§ **Dataset entries**
// ABOUTME: In-process DurableStore used for memory-only sessions and tests.
// ABOUTME: Supports an optional byte quota and can be switched off to simulate a disabled medium.

use std::collections::BTreeMap;
use std::sync::Mutex;
use std::sync::atomic::{AtomicBool, Ordering};

use async_trait::async_trait;

use crate::store::{DurableStore, StoreError, check_quota, entry_size};

/// A `BTreeMap` behind a mutex. Nothing survives the process.
pub struct MemoryStore {
    entries: Mutex<BTreeMap<String, String>>,
    quota: Option<u64>,
    available: AtomicBool,
}

impl Default for MemoryStore {
    fn default() -> Self {
        Self::new()
    }
}

impl MemoryStore {
    pub fn new() -> Self {
        Self {
            entries: Mutex::new(BTreeMap::new()),
            quota: None,
            available: AtomicBool::new(true),
        }
    }

    /// A store that rejects writes pushing total usage past `bytes`.
    pub fn with_quota(bytes: u64) -> Self {
        Self {
            quota: Some(bytes),
            ..Self::new()
        }
    }

    /// Toggle availability. While unavailable every operation fails with
    /// `StoreError::Unavailable`.
    pub fn set_available(&self, available: bool) {
        self.available.store(available, Ordering::SeqCst);
    }

    pub fn len(&self) -> usize {
        self.entries.lock().map(|e| e.len()).unwrap_or(0)
    }

    pub fn is_empty(&self) -> bool {
        self.len() == 0
    }

    fn lock(&self) -> Result<std::sync::MutexGuard<'_, BTreeMap<String, String>>, StoreError> {
        if !self.available.load(Ordering::SeqCst) {
            return Err(StoreError::Unavailable("memory store disabled".to_string()));
        }
        self.entries
            .lock()
            .map_err(|_| StoreError::Unavailable("memory store lock poisoned".to_string()))
    }
}

#[async_trait]
impl DurableStore for MemoryStore {
    async fn get(&self, key: &str) -> Result<Option<String>, StoreError> {
        Ok(self.lock()?.get(key).cloned())
    }

    async fn set(&self, key: &str, value: &str) -> Result<(), StoreError> {
        let mut entries = self.lock()?;
        if self.quota.is_some() {
            let used: u64 = entries
                .iter()
                .filter(|(k, _)| k.as_str() != key)
                .map(|(k, v)| entry_size(k, v))
                .sum();
            check_quota(self.quota, key, value, used)?;
        }
        entries.insert(key.to_string(), value.to_string());
        Ok(())
    }

    async fn remove(&self, key: &str) -> Result<(), StoreError> {
        self.lock()?.remove(key);
        Ok(())
    }

    async fn keys(&self, prefix: &str) -> Result<Vec<String>, StoreError> {
        Ok(self
            .lock()?
            .range(prefix.to_string()..)
            .take_while(|(k, _)| k.starts_with(prefix))
            .map(|(k, _)| k.clone())
            .collect())
    }
}
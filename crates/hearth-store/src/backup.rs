// ABOUTME: Bounded per-key backups of snapshots, taken before migrations overwrite stored data.
// ABOUTME: Creating a backup evicts the oldest ones beyond the cap; any backup can be restored.

use std::sync::Arc;

use chrono::{DateTime, Utc};
use hearth_core::{CodecError, KeySpace, Snapshot, encode_snapshot};
use serde::{Deserialize, Serialize};
use thiserror::Error;

use crate::store::{DurableStore, StoreError};

/// Errors that can occur while creating, reading or restoring backups.
#[derive(Debug, Error)]
pub enum BackupError {
    #[error("backup not found: {0}")]
    NotFound(String),

    #[error("store error: {0}")]
    Store(#[from] StoreError),

    #[error("codec error: {0}")]
    Codec(#[from] CodecError),

    #[error("failed to encode backup record: {0}")]
    Encode(#[source] serde_json::Error),

    #[error("backup {key} is unreadable: {source}")]
    Corrupt {
        key: String,
        #[source]
        source: serde_json::Error,
    },
}

/// Why a backup was taken.
#[derive(Debug, Clone, Copy, PartialEq, Eq, Serialize, Deserialize)]
#[serde(rename_all = "kebab-case")]
pub enum BackupReason {
    /// Copy of stored data taken right before migrating it.
    PreMigration,
    /// Requested explicitly by the application.
    Manual,
    /// Stored data that a load replaced with defaults (for example a
    /// snapshot written by a newer build).
    Superseded,
}

/// A retained copy of a snapshot, stored as JSON under its backup key.
#[derive(Debug, Clone, PartialEq, Serialize, Deserialize)]
#[serde(rename_all = "camelCase")]
pub struct BackupRecord {
    pub original_key: String,
    pub snapshot: Snapshot,
    #[serde(with = "chrono::serde::ts_milliseconds")]
    pub created_at: DateTime<Utc>,
    pub reason: BackupReason,
}

/// A backup record together with the key it is stored under.
#[derive(Debug, Clone, PartialEq)]
pub struct BackupEntry {
    pub key: String,
    pub record: BackupRecord,
}

/// Owns every backup key in one application namespace. Applications read
/// and restore through the manager; they never write backup keys directly.
pub struct BackupManager {
    store: Arc<dyn DurableStore>,
    keys: KeySpace,
    max_backups: usize,
}

impl BackupManager {
    pub fn new(store: Arc<dyn DurableStore>, keys: KeySpace, max_backups: usize) -> Self {
        Self {
            store,
            keys,
            max_backups,
        }
    }

    pub fn store(&self) -> &Arc<dyn DurableStore> {
        &self.store
    }

    pub fn keys(&self) -> &KeySpace {
        &self.keys
    }

    pub fn max_backups(&self) -> usize {
        self.max_backups
    }

    /// Store a copy of `snapshot` as a backup of `name` and evict the oldest
    /// backups beyond the cap. Returns the new backup key.
    pub async fn create(
        &self,
        name: &str,
        snapshot: &Snapshot,
        reason: BackupReason,
    ) -> Result<String, BackupError> {
        let existing = self.backup_keys(name).await?;

        // Creation times must strictly increase so keys never collide and
        // key order stays creation order.
        let newest = existing
            .last()
            .and_then(|key| self.keys.parse_backup(key))
            .map(|(_, ms)| ms);
        let mut created_ms = Utc::now().timestamp_millis();
        if let Some(newest) = newest
            && created_ms <= newest
        {
            created_ms = newest.saturating_add(1);
        }
        let created_at = DateTime::from_timestamp_millis(created_ms).unwrap_or_else(Utc::now);

        let record = BackupRecord {
            original_key: self.keys.primary(name),
            snapshot: snapshot.clone(),
            created_at,
            reason,
        };
        let text = serde_json::to_string(&record).map_err(BackupError::Encode)?;
        let key = self.keys.backup(name, created_ms);

        self.store.set(&key, &text).await?;
        tracing::info!(
            "created {:?} backup {} of version {}",
            reason,
            key,
            snapshot.version
        );

        let evicted = self.prune(name, self.max_backups).await?;
        if evicted > 0 {
            tracing::debug!("evicted {} old backups of {}", evicted, name);
        }

        Ok(key)
    }

    /// Backups of `name`, newest first. Unreadable records are logged and
    /// skipped.
    pub async fn list(&self, name: &str) -> Result<Vec<BackupEntry>, BackupError> {
        let keys = self.backup_keys(name).await?;
        let mut entries = Vec::with_capacity(keys.len());

        for key in keys.into_iter().rev() {
            match self.get(&key).await {
                Ok(record) => entries.push(BackupEntry { key, record }),
                // Removed between listing and reading.
                Err(BackupError::NotFound(_)) => {}
                Err(BackupError::Corrupt { key, source }) => {
                    tracing::warn!("skipping unreadable backup {}: {}", key, source);
                }
                Err(e) => return Err(e),
            }
        }

        Ok(entries)
    }

    /// Read one backup record.
    pub async fn get(&self, backup_key: &str) -> Result<BackupRecord, BackupError> {
        let text = self
            .store
            .get(backup_key)
            .await?
            .ok_or_else(|| BackupError::NotFound(backup_key.to_string()))?;
        serde_json::from_str(&text).map_err(|source| BackupError::Corrupt {
            key: backup_key.to_string(),
            source,
        })
    }

    /// Write the snapshot held by `backup_key` to `target_key`, keeping its
    /// original version and save time. Returns the restored snapshot.
    pub async fn restore(&self, backup_key: &str, target_key: &str) -> Result<Snapshot, BackupError> {
        let record = self.get(backup_key).await?;
        let text = encode_snapshot(&record.snapshot)?;
        self.store.set(target_key, &text).await?;
        tracing::info!(
            "restored backup {} into {} at version {}",
            backup_key,
            target_key,
            record.snapshot.version
        );
        Ok(record.snapshot)
    }

    /// Delete the oldest backups of `name` until at most `keep` remain.
    /// Returns how many were deleted.
    pub async fn prune(&self, name: &str, keep: usize) -> Result<usize, BackupError> {
        let keys = self.backup_keys(name).await?;
        let excess = keys.len().saturating_sub(keep);
        for key in &keys[..excess] {
            self.store.remove(key).await?;
        }
        Ok(excess)
    }

    /// Number of backups currently held for `name`.
    pub async fn count(&self, name: &str) -> Result<usize, BackupError> {
        Ok(self.backup_keys(name).await?.len())
    }

    /// Backup keys of exactly `name`, oldest first.
    async fn backup_keys(&self, name: &str) -> Result<Vec<String>, BackupError> {
        let mut keys: Vec<String> = self
            .store
            .keys(&self.keys.backup_prefix(name))
            .await?
            .into_iter()
            .filter(|key| self.keys.is_backup_of(name, key))
            .collect();
        keys.sort();
        Ok(keys)
    }
}
// ABOUTME: Core library for hearth, containing the persisted data model shared by every crate.
// ABOUTME: Defines snapshots and their codec, the migration engine, key naming, and save status.

pub mod keys;
pub mod migration;
pub mod snapshot;
pub mod status;

pub use keys::{KeySpace, is_valid_part};
pub use migration::{GapPolicy, MigrationError, MigrationStep, MigrationTable, migrate};
pub use snapshot::{CodecError, Snapshot, decode, encode, encode_snapshot};
pub use status::SaveStatus;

§ **What is expected**
The total, and only the total: count the lines above that contain "Corrupt".

§ **Exercise solution**
3